◆ Assignment
Gather the lines below that include the string "JwtConfig", copying each in full.

◆ Input for this task
Segment Open

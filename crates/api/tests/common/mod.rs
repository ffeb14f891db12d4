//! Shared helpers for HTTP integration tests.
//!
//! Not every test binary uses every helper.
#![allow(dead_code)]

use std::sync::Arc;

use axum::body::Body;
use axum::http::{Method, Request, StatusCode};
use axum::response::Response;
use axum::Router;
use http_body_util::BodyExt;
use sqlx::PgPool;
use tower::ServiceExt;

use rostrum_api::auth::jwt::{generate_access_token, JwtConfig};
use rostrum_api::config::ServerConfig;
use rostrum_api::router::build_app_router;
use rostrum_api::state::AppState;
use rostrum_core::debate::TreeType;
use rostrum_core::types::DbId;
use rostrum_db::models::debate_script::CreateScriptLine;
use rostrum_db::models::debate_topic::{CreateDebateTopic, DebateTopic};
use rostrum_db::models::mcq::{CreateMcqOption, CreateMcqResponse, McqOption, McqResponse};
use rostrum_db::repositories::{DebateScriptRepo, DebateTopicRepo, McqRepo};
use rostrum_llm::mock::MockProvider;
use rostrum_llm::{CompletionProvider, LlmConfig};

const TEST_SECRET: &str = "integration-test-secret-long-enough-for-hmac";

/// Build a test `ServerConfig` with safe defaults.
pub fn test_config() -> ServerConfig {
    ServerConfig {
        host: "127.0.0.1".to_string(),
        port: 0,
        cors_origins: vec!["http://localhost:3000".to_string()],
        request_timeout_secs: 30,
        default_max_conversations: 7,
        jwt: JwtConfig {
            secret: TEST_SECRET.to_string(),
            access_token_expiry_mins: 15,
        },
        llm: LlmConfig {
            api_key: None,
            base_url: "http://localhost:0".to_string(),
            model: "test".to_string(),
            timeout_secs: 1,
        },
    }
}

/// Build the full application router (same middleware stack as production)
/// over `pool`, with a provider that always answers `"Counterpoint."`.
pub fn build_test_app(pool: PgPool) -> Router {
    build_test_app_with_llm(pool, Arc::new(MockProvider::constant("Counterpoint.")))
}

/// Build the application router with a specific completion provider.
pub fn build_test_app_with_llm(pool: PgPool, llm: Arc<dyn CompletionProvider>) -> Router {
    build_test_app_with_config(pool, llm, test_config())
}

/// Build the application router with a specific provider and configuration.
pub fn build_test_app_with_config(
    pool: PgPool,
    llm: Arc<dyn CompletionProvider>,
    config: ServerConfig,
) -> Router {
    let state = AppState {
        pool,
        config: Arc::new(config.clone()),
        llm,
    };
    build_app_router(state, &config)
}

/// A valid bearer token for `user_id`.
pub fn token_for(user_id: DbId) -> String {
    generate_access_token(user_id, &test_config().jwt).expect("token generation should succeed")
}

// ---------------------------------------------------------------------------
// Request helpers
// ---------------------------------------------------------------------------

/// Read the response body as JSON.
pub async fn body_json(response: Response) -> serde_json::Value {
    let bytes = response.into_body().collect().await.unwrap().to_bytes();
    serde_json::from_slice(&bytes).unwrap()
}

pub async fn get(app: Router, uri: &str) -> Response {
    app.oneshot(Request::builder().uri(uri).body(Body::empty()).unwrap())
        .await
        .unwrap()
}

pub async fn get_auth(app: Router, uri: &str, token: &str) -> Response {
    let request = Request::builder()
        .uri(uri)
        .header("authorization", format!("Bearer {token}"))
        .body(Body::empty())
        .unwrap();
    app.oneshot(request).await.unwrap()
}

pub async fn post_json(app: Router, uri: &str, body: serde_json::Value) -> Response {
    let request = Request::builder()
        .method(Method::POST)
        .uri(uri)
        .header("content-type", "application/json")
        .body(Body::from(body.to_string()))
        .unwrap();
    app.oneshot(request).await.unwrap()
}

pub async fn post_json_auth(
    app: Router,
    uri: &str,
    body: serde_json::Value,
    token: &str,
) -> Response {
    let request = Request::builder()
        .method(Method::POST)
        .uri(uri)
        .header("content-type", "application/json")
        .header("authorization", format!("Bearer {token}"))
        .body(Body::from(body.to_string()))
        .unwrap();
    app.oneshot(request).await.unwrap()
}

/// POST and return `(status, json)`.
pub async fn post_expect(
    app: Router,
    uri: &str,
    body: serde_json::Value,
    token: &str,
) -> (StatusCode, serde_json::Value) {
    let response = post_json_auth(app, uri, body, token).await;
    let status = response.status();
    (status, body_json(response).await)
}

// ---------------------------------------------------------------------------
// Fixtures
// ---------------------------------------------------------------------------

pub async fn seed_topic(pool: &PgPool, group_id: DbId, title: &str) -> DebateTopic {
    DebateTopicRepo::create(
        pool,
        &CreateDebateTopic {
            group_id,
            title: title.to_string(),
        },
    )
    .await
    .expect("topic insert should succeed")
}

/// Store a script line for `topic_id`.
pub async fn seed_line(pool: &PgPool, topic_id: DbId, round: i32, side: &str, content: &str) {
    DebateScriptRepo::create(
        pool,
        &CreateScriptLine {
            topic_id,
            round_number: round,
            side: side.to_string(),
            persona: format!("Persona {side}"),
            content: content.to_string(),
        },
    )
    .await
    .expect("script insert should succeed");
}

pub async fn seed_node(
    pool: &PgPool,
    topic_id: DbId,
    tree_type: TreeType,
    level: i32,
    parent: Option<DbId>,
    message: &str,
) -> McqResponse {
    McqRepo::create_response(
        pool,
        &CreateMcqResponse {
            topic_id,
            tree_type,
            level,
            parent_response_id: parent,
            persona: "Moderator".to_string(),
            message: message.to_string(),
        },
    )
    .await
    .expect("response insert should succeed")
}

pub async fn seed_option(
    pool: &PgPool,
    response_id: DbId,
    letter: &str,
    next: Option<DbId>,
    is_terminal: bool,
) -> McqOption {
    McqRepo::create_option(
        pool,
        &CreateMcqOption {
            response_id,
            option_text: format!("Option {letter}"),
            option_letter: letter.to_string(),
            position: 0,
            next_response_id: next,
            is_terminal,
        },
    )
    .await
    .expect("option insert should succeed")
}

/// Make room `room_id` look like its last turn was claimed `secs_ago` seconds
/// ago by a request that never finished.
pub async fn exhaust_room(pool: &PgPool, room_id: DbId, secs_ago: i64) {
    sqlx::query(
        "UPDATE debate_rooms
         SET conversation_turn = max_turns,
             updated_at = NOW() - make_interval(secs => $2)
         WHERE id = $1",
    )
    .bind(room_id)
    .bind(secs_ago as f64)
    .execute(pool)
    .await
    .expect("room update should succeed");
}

Segment Closed
Segment Open

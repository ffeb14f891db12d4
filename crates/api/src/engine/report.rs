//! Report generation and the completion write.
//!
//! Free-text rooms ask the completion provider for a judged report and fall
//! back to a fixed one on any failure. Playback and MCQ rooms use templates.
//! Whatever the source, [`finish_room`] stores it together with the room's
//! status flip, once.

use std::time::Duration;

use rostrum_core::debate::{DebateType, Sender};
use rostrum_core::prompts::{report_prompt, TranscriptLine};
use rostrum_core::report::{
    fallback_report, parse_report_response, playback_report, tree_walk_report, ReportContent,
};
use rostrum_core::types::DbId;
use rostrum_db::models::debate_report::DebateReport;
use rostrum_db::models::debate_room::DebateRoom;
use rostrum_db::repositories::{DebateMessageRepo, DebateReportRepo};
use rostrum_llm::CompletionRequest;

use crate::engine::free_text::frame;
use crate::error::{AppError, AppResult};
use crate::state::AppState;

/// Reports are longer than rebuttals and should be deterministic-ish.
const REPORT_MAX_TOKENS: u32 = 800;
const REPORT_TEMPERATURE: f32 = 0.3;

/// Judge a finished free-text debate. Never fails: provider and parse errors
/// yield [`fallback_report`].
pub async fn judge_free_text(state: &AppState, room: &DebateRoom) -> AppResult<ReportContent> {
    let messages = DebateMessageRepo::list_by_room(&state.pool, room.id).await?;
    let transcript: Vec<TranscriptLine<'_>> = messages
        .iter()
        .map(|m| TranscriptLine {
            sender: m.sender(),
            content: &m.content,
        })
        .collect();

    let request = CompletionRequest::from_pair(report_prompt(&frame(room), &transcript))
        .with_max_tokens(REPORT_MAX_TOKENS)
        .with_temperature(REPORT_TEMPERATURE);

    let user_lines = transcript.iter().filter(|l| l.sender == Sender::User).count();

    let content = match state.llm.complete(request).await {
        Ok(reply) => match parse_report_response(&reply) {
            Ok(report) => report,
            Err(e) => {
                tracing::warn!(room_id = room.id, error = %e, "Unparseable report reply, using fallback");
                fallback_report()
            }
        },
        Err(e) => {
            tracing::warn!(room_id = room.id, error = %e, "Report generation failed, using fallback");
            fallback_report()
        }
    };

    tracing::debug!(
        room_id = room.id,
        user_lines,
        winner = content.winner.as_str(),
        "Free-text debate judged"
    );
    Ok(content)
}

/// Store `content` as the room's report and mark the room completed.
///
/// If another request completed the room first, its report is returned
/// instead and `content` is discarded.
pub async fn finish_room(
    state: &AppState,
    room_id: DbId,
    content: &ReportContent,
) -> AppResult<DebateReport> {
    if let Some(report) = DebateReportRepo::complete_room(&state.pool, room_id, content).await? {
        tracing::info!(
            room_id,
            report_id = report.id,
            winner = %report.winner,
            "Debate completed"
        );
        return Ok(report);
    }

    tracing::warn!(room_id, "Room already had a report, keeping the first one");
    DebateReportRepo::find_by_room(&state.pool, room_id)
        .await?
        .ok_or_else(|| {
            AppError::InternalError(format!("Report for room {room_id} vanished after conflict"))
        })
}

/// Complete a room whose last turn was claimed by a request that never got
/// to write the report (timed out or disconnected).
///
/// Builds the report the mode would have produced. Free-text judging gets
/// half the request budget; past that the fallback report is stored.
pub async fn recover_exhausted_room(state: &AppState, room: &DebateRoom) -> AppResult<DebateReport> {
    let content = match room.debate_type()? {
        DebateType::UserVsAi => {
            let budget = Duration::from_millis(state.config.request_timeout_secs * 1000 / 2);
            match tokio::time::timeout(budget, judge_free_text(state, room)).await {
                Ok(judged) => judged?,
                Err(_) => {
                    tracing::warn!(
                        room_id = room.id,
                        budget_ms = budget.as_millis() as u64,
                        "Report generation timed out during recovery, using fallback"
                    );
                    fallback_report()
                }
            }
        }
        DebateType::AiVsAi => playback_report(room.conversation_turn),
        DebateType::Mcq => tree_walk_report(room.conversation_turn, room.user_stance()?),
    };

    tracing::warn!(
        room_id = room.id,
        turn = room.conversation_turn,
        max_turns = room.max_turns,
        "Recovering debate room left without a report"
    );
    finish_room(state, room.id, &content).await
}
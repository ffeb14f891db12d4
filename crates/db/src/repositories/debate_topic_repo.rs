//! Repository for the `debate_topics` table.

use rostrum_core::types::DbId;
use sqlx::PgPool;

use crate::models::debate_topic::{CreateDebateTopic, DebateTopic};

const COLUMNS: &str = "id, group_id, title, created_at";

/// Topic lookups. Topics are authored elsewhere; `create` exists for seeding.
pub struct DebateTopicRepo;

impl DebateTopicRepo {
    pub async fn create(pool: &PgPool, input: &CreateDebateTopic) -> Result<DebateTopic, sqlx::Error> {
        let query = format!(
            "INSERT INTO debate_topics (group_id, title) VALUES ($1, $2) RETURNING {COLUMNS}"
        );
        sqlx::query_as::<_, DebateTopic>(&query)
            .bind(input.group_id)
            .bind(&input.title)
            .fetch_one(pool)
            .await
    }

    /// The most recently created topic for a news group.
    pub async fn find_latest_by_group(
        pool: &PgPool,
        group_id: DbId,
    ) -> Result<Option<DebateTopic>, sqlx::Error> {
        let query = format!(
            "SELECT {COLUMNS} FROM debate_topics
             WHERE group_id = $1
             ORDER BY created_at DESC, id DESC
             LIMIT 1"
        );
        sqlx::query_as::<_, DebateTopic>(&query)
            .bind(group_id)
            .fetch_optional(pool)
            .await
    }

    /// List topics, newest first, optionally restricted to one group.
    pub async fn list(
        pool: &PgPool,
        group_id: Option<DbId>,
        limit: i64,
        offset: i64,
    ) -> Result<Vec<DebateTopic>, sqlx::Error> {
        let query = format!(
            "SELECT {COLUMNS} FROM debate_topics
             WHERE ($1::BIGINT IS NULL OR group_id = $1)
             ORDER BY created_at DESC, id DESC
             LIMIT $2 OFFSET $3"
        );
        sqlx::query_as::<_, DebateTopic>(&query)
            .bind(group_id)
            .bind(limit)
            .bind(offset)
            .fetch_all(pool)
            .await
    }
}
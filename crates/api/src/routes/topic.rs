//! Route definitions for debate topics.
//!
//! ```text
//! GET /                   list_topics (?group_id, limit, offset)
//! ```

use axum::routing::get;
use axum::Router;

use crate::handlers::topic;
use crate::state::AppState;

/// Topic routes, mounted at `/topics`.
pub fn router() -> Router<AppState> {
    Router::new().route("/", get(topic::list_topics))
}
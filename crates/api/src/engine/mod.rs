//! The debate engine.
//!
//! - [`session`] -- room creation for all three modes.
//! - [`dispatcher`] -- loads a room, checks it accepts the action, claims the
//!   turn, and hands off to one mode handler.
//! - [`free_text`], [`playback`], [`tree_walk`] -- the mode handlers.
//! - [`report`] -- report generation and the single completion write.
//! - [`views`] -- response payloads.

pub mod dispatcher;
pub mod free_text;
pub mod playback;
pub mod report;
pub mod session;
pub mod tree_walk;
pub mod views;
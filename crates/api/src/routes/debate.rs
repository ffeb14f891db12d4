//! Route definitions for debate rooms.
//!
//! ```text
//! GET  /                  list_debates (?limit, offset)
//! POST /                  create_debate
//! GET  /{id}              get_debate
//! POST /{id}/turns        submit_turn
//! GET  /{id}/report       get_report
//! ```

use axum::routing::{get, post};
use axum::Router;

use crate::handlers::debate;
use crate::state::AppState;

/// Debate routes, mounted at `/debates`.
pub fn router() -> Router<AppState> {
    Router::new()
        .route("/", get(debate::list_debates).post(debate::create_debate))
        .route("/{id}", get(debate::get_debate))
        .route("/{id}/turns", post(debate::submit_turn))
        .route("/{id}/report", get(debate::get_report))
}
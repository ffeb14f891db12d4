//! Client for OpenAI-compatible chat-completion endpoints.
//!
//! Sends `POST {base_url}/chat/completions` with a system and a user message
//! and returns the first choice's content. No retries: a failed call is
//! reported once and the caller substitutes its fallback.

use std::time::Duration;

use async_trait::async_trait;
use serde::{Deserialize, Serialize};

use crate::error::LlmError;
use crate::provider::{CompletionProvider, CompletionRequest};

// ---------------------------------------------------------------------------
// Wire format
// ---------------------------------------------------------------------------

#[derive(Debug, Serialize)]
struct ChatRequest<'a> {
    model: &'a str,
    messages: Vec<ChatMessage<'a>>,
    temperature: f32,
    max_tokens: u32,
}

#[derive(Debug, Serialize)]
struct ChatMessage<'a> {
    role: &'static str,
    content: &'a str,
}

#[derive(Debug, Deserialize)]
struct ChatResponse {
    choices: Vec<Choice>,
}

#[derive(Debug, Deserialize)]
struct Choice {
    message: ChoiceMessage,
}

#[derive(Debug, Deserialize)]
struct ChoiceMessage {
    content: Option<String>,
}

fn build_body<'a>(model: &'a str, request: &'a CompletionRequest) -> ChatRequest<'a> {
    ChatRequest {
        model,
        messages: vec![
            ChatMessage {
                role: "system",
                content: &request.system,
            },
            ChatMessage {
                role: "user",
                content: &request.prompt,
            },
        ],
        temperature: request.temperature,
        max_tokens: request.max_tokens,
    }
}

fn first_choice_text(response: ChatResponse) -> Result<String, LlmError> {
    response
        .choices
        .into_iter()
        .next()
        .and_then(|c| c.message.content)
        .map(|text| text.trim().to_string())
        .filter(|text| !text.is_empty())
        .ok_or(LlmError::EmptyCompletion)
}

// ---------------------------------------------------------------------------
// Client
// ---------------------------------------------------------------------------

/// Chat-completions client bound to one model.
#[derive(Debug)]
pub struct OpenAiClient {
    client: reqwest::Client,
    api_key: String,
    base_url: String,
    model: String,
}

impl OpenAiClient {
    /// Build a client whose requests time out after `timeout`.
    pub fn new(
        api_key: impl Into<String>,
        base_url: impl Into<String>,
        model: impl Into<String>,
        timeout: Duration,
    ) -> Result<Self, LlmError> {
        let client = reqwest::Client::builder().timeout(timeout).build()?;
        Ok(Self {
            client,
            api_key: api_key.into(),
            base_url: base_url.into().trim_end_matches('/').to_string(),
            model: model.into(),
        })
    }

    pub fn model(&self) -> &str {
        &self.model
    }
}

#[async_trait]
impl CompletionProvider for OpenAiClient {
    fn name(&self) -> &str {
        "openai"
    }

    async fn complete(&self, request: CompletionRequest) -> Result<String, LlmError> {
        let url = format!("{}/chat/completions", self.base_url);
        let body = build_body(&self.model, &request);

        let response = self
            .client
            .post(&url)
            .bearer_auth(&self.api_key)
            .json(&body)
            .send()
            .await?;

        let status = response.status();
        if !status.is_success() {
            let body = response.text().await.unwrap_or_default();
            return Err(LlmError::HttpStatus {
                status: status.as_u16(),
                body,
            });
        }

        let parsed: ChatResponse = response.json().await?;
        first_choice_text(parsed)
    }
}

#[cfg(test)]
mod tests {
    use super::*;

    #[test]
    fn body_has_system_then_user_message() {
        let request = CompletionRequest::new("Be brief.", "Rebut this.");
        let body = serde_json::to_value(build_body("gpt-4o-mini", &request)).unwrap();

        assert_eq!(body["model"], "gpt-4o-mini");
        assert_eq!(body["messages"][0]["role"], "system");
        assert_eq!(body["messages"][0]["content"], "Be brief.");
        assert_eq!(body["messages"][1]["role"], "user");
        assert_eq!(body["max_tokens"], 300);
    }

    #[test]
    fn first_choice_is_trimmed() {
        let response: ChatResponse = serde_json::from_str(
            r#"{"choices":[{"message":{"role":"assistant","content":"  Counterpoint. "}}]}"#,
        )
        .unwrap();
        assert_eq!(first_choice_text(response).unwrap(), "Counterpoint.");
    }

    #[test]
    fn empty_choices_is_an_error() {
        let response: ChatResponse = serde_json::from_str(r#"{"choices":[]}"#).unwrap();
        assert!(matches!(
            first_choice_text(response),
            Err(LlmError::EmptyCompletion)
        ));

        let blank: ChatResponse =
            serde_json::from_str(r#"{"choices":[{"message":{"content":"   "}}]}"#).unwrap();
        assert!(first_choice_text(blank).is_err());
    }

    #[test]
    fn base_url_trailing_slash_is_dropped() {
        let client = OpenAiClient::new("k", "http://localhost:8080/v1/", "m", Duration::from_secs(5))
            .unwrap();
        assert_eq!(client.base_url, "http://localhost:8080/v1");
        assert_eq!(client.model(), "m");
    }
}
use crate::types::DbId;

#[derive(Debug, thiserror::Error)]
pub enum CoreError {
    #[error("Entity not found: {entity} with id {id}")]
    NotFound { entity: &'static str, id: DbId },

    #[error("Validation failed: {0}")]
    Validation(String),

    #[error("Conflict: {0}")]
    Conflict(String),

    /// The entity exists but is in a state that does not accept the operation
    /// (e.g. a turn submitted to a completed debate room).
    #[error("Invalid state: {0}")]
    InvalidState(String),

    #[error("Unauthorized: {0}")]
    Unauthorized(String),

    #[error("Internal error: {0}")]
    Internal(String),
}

Segment Closed

◆ Task output
use rostrum_api::auth::jwt::{generate_access_token, JwtConfig};
        jwt: JwtConfig {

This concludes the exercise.